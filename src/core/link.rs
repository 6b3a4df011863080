//! Link classification utilities.

/// Syntactic classification of links found in item content
#[derive(Debug, Clone, Copy, PartialEq, Eq)]
pub enum LinkKind<'a> {
    /// External link with URL scheme (https://, mailto:, data:, etc.)
    External(&'a str),
    /// Protocol-relative link (//cdn.example.com/x.png)
    NetworkPath(&'a str),
    /// Pure fragment/anchor link (#section). Value is anchor without `#`.
    Fragment(&'a str),
    /// Site-root-relative path (/about, /content/images/a.png).
    SiteRoot(&'a str),
    /// Document-relative path (./image.png, ../other, image.png).
    Relative(&'a str),
}

impl<'a> LinkKind<'a> {
    /// Parse a link string into its syntactic kind.
    #[inline]
    pub fn parse(link: &'a str) -> Self {
        if is_external_link(link) {
            Self::External(link)
        } else if link.starts_with("//") {
            Self::NetworkPath(link)
        } else if let Some(anchor) = link.strip_prefix('#') {
            Self::Fragment(anchor)
        } else if link.starts_with('/') {
            Self::SiteRoot(link)
        } else {
            Self::Relative(link)
        }
    }

    /// Check if the link already carries a scheme and needs no resolution.
    #[inline]
    pub const fn is_absolute(&self) -> bool {
        matches!(self, Self::External(_))
    }
}

/// Check if a link is external (has a URL scheme like http:, mailto:, etc.)
///
/// A valid scheme must have at least 1 character before the colon and only
/// contain ASCII alphanumeric or `+`, `-`, `.`, starting with a letter.
#[inline]
pub fn is_external_link(link: &str) -> bool {
    link.find(':').is_some_and(|pos| {
        pos > 0
            && link[..pos].starts_with(|c: char| c.is_ascii_alphabetic())
            && link[..pos]
                .chars()
                .all(|c| c.is_ascii_alphanumeric() || matches!(c, '+' | '-' | '.'))
    })
}
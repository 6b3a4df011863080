//! View selection through theme capability probing.
//!
//! Rendering is external. The resolver only decides which view name to hand
//! over, asking a [`ThemeViews`] implementation whether the active theme
//! provides a specialized template.

use std::collections::BTreeMap;

use rustc_hash::{FxHashMap, FxHashSet};

use crate::store::Item;

/// Fallback view for listings.
pub const INDEX_VIEW: &str = "index";
/// Specialized tag-listing view.
pub const TAG_VIEW: &str = "tag";
/// Fallback view for single items.
pub const POST_VIEW: &str = "post";
/// Generic static-page view.
pub const PAGE_VIEW: &str = "page";

/// Answers "does this theme ship a template named `view`?".
pub trait ThemeViews: Send + Sync {
    fn provides(&self, theme: &str, view: &str) -> bool;
}

/// View for a tag listing: `tag` when the theme has it, else `index`.
pub fn tag_view(views: &impl ThemeViews, theme: &str) -> String {
    if views.provides(theme, TAG_VIEW) {
        TAG_VIEW.to_string()
    } else {
        INDEX_VIEW.to_string()
    }
}

/// View for a single item.
///
/// Page-type items try `page-<slug>` then `page`; everything else is `post`.
pub fn single_view(views: &impl ThemeViews, theme: &str, item: &Item) -> String {
    if item.page {
        let specific = format!("{PAGE_VIEW}-{}", item.slug);
        if views.provides(theme, &specific) {
            return specific;
        }
        if views.provides(theme, PAGE_VIEW) {
            return PAGE_VIEW.to_string();
        }
    }
    POST_VIEW.to_string()
}

/// In-memory registry of installed themes and their view names.
#[derive(Debug, Clone, Default)]
pub struct ThemeCatalog {
    themes: FxHashMap<String, FxHashSet<String>>,
}

impl ThemeCatalog {
    pub fn new() -> Self {
        Self::default()
    }

    /// Register a theme, replacing any previous entry with the same name.
    pub fn with_theme<I, S>(mut self, name: impl Into<String>, views: I) -> Self
    where
        I: IntoIterator<Item = S>,
        S: Into<String>,
    {
        self.themes
            .insert(name.into(), views.into_iter().map(Into::into).collect());
        self
    }

    pub fn from_map(themes: BTreeMap<String, Vec<String>>) -> Self {
        themes
            .into_iter()
            .fold(Self::new(), |catalog, (name, views)| {
                catalog.with_theme(name, views)
            })
    }
}

impl ThemeViews for ThemeCatalog {
    fn provides(&self, theme: &str, view: &str) -> bool {
        self.themes
            .get(theme)
            .is_some_and(|views| views.contains(view))
    }
}
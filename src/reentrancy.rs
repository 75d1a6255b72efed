//! Reentrancy guard for container structural sections.
//!
//! A container walks its bucket table while calling user code (match and
//! compare functions). The table is protected by the container's
//! recursive lock, so the thread that owns the lock can legitimately
//! re-enter the container from such a callback; the guard turns that
//! nested entry into a panic instead of a second `&mut` to the table.
//!
//! Only the lock holder ever enters, so the depth needs no ordering
//! stronger than the lock already provides.

use core::sync::atomic::{AtomicBool, Ordering};

/// Per-instance reentrancy tracker. Embed it next to the state it guards
/// and open each structural section with `let _g = self.reentrancy.enter();`.
#[derive(Debug, Default)]
pub struct Reentrancy {
    entered: AtomicBool,
}

impl Reentrancy {
    /// Create a new tracker. Const so it can be a field default.
    pub const fn new() -> Self {
        Self {
            entered: AtomicBool::new(false),
        }
    }

    /// Enter a guarded section. Panics if the section is already entered.
    #[inline]
    pub fn enter(&self) -> ReentrancyGuard<'_> {
        let was_entered = self.entered.swap(true, Ordering::Relaxed);
        assert!(
            !was_entered,
            "reentrancy detected: nested entry into container structure"
        );
        ReentrancyGuard { owner: self }
    }
}

/// RAII guard returned by [`Reentrancy::enter`].
pub struct ReentrancyGuard<'a> {
    owner: &'a Reentrancy,
}

impl<'a> Drop for ReentrancyGuard<'a> {
    fn drop(&mut self) {
        self.owner.entered.store(false, Ordering::Relaxed);
    }
}
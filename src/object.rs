//! Reference-counted objects: header, counted and uncounted handles.
//!
//! Every object is one `Arc` allocation holding a header (magic number,
//! atomic reference count, optional recursive lock, destructor hook,
//! payload size) followed by the payload. Two handle types share it:
//!
//! - [`Ao2<T>`] is a counted reference. Cloning adds one reference,
//!   dropping releases it, and the payload is reachable through `Deref`.
//! - [`ObjPtr<T>`] is an uncounted handle, the equivalent of a bare
//!   payload pointer. It is how references are adjusted by arbitrary
//!   deltas and how stale handles are detected.
//!
//! The logical reference count is independent of the `Arc` strong count.
//! When the logical count drops to zero the destructor hook runs exactly
//! once and the magic number is cleared; from then on every operation
//! through any remaining handle fails with [`Ao2Error::InvalidObject`].
//! The `Arc` only keeps the memory valid for such stale handles, so the
//! magic check never reads freed memory. The payload value itself is
//! dropped once the last handle of either kind is gone.

use crate::error::{Ao2Error, Result};
use crate::stats;
use core::fmt;
use core::mem::ManuallyDrop;
use core::ops::Deref;
use core::sync::atomic::{AtomicIsize, AtomicU32, AtomicUsize, Ordering};
use parking_lot::{ReentrantMutex, ReentrantMutexGuard};
use std::sync::Arc;

/// Stamped into every live header, cleared on destruction.
pub(crate) const AO2_MAGIC: u32 = 0xa570_b123;

/// Hook run once, with the payload still valid, when the count reaches zero.
pub type Destructor<T> = fn(&T);

/// Whether an object carries its own recursive lock.
#[derive(Clone, Copy, Debug, Default, PartialEq, Eq)]
pub enum LockKind {
    #[default]
    Recursive,
    None,
}

/// Allocation options for [`Ao2::alloc`].
pub struct ObjectOptions<T> {
    pub destructor: Option<Destructor<T>>,
    pub lock: LockKind,
}

impl<T> ObjectOptions<T> {
    pub fn new() -> Self {
        Self {
            destructor: None,
            lock: LockKind::Recursive,
        }
    }

    pub fn destructor(mut self, destructor: Destructor<T>) -> Self {
        self.destructor = Some(destructor);
        self
    }

    pub fn lock(mut self, lock: LockKind) -> Self {
        self.lock = lock;
        self
    }
}

impl<T> Default for ObjectOptions<T> {
    fn default() -> Self {
        Self::new()
    }
}

impl<T> Clone for ObjectOptions<T> {
    fn clone(&self) -> Self {
        *self
    }
}

impl<T> Copy for ObjectOptions<T> {}

struct Inner<T> {
    magic: AtomicU32,
    refcount: AtomicIsize,
    size: AtomicUsize,
    lock: Option<ReentrantMutex<()>>,
    destructor: Option<Destructor<T>>,
    payload: T,
}

impl<T> Inner<T> {
    fn new(payload: T, options: ObjectOptions<T>) -> Self {
        let size = core::mem::size_of::<T>().max(core::mem::size_of::<usize>());
        let lock = match options.lock {
            LockKind::Recursive => Some(ReentrantMutex::new(())),
            LockKind::None => None,
        };
        stats::record_alloc(size);
        Self {
            magic: AtomicU32::new(AO2_MAGIC),
            refcount: AtomicIsize::new(1),
            size: AtomicUsize::new(size),
            lock,
            destructor: options.destructor,
            payload,
        }
    }

    fn check_magic(&self) -> Result<()> {
        let magic = self.magic.load(Ordering::Acquire);
        if magic == AO2_MAGIC {
            Ok(())
        } else {
            tracing::error!("bad magic number {:#x} for ao2 object {:p}", magic, self);
            Err(Ao2Error::InvalidObject)
        }
    }

    /// Add `delta` to the count and return the previous count.
    ///
    /// The count is only ever moved from a positive value, so the
    /// transition to zero (and the destruction it triggers) happens once.
    fn add_ref(&self, delta: isize) -> Result<isize> {
        self.check_magic()?;
        let mut current = self.refcount.load(Ordering::Acquire);
        let next = loop {
            if current <= 0 {
                tracing::error!(
                    "ao2 object {:p} used with refcount {}",
                    self,
                    current
                );
                return Err(Ao2Error::InvalidObject);
            }
            if delta == 0 {
                return Ok(current);
            }
            let Some(next) = current.checked_add(delta) else {
                // Same policy as Rc/Arc: overflow aborts.
                std::process::abort();
            };
            match self.refcount.compare_exchange_weak(
                current,
                next,
                Ordering::AcqRel,
                Ordering::Acquire,
            ) {
                Ok(_) => break next,
                Err(actual) => current = actual,
            }
        };
        stats::record_ref(delta);
        if next > 0 {
            return Ok(current);
        }
        if next < 0 {
            tracing::error!("invalid refcount {} on ao2 object {:p}", next, self);
        }
        self.destroy();
        Ok(current)
    }

    fn destroy(&self) {
        if let Some(destructor) = self.destructor {
            let _lock = self.lock.as_ref().map(|m| m.lock());
            destructor(&self.payload);
        }
        self.magic.store(0, Ordering::Release);
        let size = self.size.swap(0, Ordering::Relaxed);
        stats::record_destroy(size);
        tracing::trace!("destroyed ao2 object {:p} ({} bytes)", self, size);
    }

    fn lock(&self) -> Result<ObjectGuard<'_>> {
        let mutex = self.lock_handle()?;
        let guard = mutex.lock();
        stats::record_lock(1);
        Ok(ObjectGuard {
            _guard: guard,
            magic: &self.magic,
        })
    }

    fn try_lock(&self) -> Result<Option<ObjectGuard<'_>>> {
        let mutex = self.lock_handle()?;
        Ok(mutex.try_lock().map(|guard| {
            stats::record_lock(1);
            ObjectGuard {
                _guard: guard,
                magic: &self.magic,
            }
        }))
    }

    fn lock_handle(&self) -> Result<&ReentrantMutex<()>> {
        self.add_ref(0)?;
        self.lock.as_ref().ok_or_else(|| {
            tracing::warn!("lock requested on lockless ao2 object {:p}", self);
            Ao2Error::NoLock
        })
    }
}

/// Held lock on an object. Unlocks on drop.
pub struct ObjectGuard<'a> {
    _guard: ReentrantMutexGuard<'a, ()>,
    magic: &'a AtomicU32,
}

impl<'a> ObjectGuard<'a> {
    /// Unlock explicitly. The lock is released either way; the result
    /// reports whether the object was still valid at that point.
    pub fn unlock(self) -> Result<()> {
        let magic = self.magic.load(Ordering::Acquire);
        drop(self);
        if magic == AO2_MAGIC {
            Ok(())
        } else {
            tracing::error!("unlock of destroyed ao2 object (magic {:#x})", magic);
            Err(Ao2Error::InvalidObject)
        }
    }
}

impl<'a> Drop for ObjectGuard<'a> {
    fn drop(&mut self) {
        stats::record_lock(-1);
    }
}

/// A counted reference to a managed object.
///
/// `Clone` adds a reference, `Drop` releases it. The destructor hook runs
/// when the last reference is released.
pub struct Ao2<T> {
    inner: ManuallyDrop<Arc<Inner<T>>>,
}

impl<T> Ao2<T> {
    /// Allocate with a recursive lock and no destructor hook.
    pub fn new(value: T) -> Self {
        Self::alloc(value, ObjectOptions::new())
    }

    pub fn with_destructor(value: T, destructor: Destructor<T>) -> Self {
        Self::alloc(value, ObjectOptions::new().destructor(destructor))
    }

    /// Allocate an object with a count of one.
    pub fn alloc(value: T, options: ObjectOptions<T>) -> Self {
        Self::from_arc(Arc::new(Inner::new(value, options)))
    }

    fn from_arc(inner: Arc<Inner<T>>) -> Self {
        Self {
            inner: ManuallyDrop::new(inner),
        }
    }

    /// Current reference count. Zero or less means the object was
    /// destroyed through an uncounted handle.
    pub fn ref_count(&self) -> isize {
        self.inner.refcount.load(Ordering::Acquire)
    }

    pub fn payload_size(&self) -> usize {
        self.inner.size.load(Ordering::Relaxed)
    }

    pub fn lock(&self) -> Result<ObjectGuard<'_>> {
        self.inner.lock()
    }

    /// `Ok(None)` when another thread holds the lock.
    pub fn try_lock(&self) -> Result<Option<ObjectGuard<'_>>> {
        self.inner.try_lock()
    }

    /// Uncounted handle to the same object.
    pub fn as_ptr(&self) -> ObjPtr<T> {
        ObjPtr {
            inner: Arc::clone(&self.inner),
        }
    }

    /// Give up this handle without releasing its reference. The reference
    /// now belongs to whoever holds the returned pointer; see [`ObjPtr::adopt`].
    pub fn into_raw(self) -> ObjPtr<T> {
        let mut this = ManuallyDrop::new(self);
        // SAFETY: `this` is never used or dropped again.
        let inner = unsafe { ManuallyDrop::take(&mut this.inner) };
        ObjPtr { inner }
    }

    pub fn ptr_eq(a: &Self, b: &Self) -> bool {
        Arc::ptr_eq(&a.inner, &b.inner)
    }

    pub(crate) fn validate(&self) -> Result<()> {
        self.inner.add_ref(0).map(|_| ())
    }
}

impl<T> Clone for Ao2<T> {
    fn clone(&self) -> Self {
        // Only fails if the object was released behind this handle's back;
        // that is logged, and the clone stays just as stale.
        let _ = self.inner.add_ref(1);
        Self::from_arc(Arc::clone(&self.inner))
    }
}

impl<T> Drop for Ao2<T> {
    fn drop(&mut self) {
        let _ = self.inner.add_ref(-1);
        // SAFETY: `inner` is not touched after this point.
        unsafe { ManuallyDrop::drop(&mut self.inner) }
    }
}

impl<T> Deref for Ao2<T> {
    type Target = T;

    fn deref(&self) -> &T {
        &self.inner.payload
    }
}

impl<T: fmt::Debug> fmt::Debug for Ao2<T> {
    fn fmt(&self, f: &mut fmt::Formatter<'_>) -> fmt::Result {
        f.debug_struct("Ao2")
            .field("refcount", &self.ref_count())
            .field("payload", &self.inner.payload)
            .finish()
    }
}

/// An uncounted handle to a managed object.
///
/// Cloning an `ObjPtr` does not change the reference count. Every
/// operation validates the object first and fails with
/// [`Ao2Error::InvalidObject`] once it has been destroyed.
pub struct ObjPtr<T> {
    inner: Arc<Inner<T>>,
}

impl<T> ObjPtr<T> {
    /// Add `delta` (which may be zero or negative) to the reference count
    /// and return the count before the change. Driving the count to zero
    /// destroys the object.
    pub fn add_ref(&self, delta: isize) -> Result<isize> {
        self.inner.add_ref(delta)
    }

    pub fn ref_count(&self) -> Result<isize> {
        self.inner.add_ref(0)
    }

    pub fn is_alive(&self) -> bool {
        self.inner.magic.load(Ordering::Acquire) == AO2_MAGIC
            && self.inner.refcount.load(Ordering::Acquire) > 0
    }

    /// Take a new reference and return it as a counted handle.
    pub fn upgrade(&self) -> Result<Ao2<T>> {
        self.inner.add_ref(1)?;
        Ok(Ao2::from_arc(Arc::clone(&self.inner)))
    }

    /// Turn a reference previously given up with [`Ao2::into_raw`] back
    /// into a counted handle, without changing the count.
    pub fn adopt(self) -> Result<Ao2<T>> {
        self.inner.add_ref(0)?;
        Ok(Ao2::from_arc(self.inner))
    }

    pub fn lock(&self) -> Result<ObjectGuard<'_>> {
        self.inner.lock()
    }

    pub fn try_lock(&self) -> Result<Option<ObjectGuard<'_>>> {
        self.inner.try_lock()
    }

    /// Borrow the payload of a live object.
    pub fn payload(&self) -> Result<&T> {
        self.inner.add_ref(0)?;
        Ok(&self.inner.payload)
    }

    pub fn ptr_eq(a: &Self, b: &Self) -> bool {
        Arc::ptr_eq(&a.inner, &b.inner)
    }
}

impl<T> Clone for ObjPtr<T> {
    fn clone(&self) -> Self {
        Self {
            inner: Arc::clone(&self.inner),
        }
    }
}

impl<T> fmt::Debug for ObjPtr<T> {
    fn fmt(&self, f: &mut fmt::Formatter<'_>) -> fmt::Result {
        f.debug_struct("ObjPtr")
            .field("addr", &Arc::as_ptr(&self.inner))
            .field("alive", &self.is_alive())
            .finish()
    }
}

EXERCISE PROMPT: Scan the records above. Return every line with "unsafe" in it.

SOLVED EXERCISE:
        let inner = unsafe { ManuallyDrop::take(&mut this.inner) };
        unsafe { ManuallyDrop::drop(&mut self.inner) }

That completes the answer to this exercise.